Pull every line from the records that has the word "query" in it.

* Entries supplied:
━━━━━━━━━━━━━━━━
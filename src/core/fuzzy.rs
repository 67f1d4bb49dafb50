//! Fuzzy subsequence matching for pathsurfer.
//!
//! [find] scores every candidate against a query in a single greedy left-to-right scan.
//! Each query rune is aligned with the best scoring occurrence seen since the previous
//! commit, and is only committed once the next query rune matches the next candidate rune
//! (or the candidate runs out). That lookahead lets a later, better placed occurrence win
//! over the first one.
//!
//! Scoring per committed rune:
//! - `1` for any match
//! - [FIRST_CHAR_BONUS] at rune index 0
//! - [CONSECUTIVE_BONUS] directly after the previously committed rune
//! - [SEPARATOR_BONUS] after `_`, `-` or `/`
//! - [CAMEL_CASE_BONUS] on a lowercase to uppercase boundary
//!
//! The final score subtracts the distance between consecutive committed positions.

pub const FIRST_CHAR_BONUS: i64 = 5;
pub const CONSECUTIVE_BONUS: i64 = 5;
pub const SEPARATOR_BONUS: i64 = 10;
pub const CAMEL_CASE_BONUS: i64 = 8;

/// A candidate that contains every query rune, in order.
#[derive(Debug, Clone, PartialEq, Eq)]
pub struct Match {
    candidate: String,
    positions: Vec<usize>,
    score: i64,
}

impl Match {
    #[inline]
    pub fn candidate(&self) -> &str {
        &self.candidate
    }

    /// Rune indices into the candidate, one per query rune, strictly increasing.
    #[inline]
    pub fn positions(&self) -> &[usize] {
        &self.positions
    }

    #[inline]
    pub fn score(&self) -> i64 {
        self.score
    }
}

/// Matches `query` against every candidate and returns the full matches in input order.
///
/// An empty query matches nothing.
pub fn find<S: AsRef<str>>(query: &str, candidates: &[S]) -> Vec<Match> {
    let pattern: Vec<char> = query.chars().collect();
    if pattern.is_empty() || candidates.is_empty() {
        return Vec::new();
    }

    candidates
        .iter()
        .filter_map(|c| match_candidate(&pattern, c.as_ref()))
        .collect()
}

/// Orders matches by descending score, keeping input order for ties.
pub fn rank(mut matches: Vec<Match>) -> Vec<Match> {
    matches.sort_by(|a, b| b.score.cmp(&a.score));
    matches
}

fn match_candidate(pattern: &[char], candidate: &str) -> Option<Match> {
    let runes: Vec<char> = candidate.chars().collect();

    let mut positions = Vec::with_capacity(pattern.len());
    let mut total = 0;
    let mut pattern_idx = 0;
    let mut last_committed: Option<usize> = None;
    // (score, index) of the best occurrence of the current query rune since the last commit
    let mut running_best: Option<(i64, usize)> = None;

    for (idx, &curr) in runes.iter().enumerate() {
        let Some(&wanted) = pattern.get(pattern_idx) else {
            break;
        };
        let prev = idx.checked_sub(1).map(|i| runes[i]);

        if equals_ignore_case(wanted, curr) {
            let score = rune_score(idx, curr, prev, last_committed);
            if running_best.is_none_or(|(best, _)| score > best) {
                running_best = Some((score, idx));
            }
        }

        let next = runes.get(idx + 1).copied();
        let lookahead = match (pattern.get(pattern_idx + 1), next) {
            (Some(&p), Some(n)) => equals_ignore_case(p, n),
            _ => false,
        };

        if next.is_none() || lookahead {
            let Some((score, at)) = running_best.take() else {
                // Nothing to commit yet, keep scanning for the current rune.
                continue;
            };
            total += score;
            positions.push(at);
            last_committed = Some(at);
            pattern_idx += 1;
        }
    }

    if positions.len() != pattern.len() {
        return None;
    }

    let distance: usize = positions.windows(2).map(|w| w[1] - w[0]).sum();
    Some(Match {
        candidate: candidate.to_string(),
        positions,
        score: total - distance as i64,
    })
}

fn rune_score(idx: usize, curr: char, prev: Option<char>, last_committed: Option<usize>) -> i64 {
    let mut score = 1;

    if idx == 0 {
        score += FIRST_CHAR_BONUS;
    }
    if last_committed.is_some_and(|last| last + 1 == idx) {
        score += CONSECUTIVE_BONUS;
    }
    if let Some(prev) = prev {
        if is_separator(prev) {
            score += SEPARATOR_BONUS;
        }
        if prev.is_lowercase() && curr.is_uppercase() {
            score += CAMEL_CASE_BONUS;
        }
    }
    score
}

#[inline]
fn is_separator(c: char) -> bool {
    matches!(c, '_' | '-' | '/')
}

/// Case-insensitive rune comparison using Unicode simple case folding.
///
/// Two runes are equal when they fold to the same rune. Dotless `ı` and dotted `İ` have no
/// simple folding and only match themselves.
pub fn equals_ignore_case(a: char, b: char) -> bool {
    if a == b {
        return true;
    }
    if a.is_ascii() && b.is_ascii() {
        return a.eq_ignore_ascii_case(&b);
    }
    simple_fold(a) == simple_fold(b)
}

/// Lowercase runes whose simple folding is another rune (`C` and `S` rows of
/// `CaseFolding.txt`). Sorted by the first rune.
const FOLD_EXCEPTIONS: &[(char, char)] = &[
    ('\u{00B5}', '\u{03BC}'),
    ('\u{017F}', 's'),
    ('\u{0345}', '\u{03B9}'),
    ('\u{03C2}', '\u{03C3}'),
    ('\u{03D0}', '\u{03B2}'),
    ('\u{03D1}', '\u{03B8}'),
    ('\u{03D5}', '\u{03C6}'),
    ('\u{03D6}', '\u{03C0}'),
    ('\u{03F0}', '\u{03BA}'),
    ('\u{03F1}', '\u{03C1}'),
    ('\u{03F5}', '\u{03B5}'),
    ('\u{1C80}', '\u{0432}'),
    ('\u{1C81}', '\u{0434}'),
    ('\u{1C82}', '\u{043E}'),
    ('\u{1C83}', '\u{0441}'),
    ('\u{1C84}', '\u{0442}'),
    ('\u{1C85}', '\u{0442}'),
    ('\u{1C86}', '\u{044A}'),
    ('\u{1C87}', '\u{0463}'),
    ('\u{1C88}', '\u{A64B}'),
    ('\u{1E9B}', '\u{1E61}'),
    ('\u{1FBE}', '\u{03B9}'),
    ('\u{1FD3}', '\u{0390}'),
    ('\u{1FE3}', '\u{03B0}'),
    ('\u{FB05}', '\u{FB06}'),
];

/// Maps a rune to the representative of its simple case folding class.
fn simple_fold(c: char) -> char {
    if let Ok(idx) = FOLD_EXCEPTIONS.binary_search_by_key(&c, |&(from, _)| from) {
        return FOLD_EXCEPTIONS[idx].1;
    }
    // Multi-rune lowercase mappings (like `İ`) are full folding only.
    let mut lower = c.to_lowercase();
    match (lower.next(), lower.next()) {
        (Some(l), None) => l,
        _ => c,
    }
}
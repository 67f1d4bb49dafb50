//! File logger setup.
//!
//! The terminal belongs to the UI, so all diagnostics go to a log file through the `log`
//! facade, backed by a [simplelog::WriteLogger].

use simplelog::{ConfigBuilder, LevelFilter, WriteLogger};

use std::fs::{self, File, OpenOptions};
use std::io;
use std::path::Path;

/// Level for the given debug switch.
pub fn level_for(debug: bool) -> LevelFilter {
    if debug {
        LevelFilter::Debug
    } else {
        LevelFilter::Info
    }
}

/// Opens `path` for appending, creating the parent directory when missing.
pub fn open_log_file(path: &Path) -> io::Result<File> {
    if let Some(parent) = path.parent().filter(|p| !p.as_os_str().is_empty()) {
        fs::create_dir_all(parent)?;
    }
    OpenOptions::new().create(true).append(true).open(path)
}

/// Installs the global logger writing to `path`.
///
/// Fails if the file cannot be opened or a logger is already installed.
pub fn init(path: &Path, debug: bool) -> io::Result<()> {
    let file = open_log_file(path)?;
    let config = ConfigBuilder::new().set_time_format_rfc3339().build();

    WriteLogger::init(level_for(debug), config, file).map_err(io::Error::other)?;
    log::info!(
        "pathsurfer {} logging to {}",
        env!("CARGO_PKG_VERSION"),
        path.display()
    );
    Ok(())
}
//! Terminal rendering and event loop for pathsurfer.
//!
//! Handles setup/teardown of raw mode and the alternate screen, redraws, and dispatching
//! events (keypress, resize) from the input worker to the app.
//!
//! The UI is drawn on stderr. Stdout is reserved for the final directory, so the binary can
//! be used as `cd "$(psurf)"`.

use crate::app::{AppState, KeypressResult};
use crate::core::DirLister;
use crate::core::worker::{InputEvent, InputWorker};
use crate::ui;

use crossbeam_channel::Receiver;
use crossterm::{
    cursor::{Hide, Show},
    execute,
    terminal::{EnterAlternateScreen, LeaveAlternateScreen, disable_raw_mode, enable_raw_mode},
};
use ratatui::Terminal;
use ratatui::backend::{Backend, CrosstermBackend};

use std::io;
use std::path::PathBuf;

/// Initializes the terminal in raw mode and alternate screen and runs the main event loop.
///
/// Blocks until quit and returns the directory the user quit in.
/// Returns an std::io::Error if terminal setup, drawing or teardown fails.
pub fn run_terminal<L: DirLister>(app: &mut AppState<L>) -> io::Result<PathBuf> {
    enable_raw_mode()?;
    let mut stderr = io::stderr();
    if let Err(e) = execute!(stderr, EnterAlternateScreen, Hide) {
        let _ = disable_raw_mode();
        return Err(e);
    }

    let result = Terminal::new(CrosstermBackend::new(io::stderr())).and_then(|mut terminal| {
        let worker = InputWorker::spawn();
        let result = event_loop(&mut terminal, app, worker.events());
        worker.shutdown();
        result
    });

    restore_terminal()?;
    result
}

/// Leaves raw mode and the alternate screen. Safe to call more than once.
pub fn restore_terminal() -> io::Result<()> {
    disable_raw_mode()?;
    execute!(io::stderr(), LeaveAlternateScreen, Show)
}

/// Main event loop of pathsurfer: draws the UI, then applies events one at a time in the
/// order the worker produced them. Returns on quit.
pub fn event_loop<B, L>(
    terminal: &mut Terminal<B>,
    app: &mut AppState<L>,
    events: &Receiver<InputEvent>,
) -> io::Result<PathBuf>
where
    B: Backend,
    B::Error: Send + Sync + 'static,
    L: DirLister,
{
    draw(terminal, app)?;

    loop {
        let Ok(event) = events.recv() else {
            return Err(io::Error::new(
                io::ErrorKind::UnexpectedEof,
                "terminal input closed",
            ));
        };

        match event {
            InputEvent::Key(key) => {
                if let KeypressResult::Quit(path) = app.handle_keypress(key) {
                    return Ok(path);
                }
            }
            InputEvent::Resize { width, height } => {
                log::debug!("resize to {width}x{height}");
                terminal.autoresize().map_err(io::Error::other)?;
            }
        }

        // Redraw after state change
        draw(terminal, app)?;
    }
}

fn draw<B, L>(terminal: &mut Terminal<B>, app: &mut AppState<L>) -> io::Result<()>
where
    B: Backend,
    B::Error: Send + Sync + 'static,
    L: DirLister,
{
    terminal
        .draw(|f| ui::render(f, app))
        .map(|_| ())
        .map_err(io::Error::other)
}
━━━━━━━━━━━━━━━━
* Result of this task:
//! [find] scores every candidate against a query in a single greedy left-to-right scan.
//! Each query rune is aligned with the best scoring occurrence seen since the previous
//! commit, and is only committed once the next query rune matches the next candidate rune
/// A candidate that contains every query rune, in order.
    /// Rune indices into the candidate, one per query rune, strictly increasing.
/// Matches `query` against every candidate and returns the full matches in input order.
/// An empty query matches nothing.
pub fn find<S: AsRef<str>>(query: &str, candidates: &[S]) -> Vec<Match> {
    let pattern: Vec<char> = query.chars().collect();
    // (score, index) of the best occurrence of the current query rune since the last commit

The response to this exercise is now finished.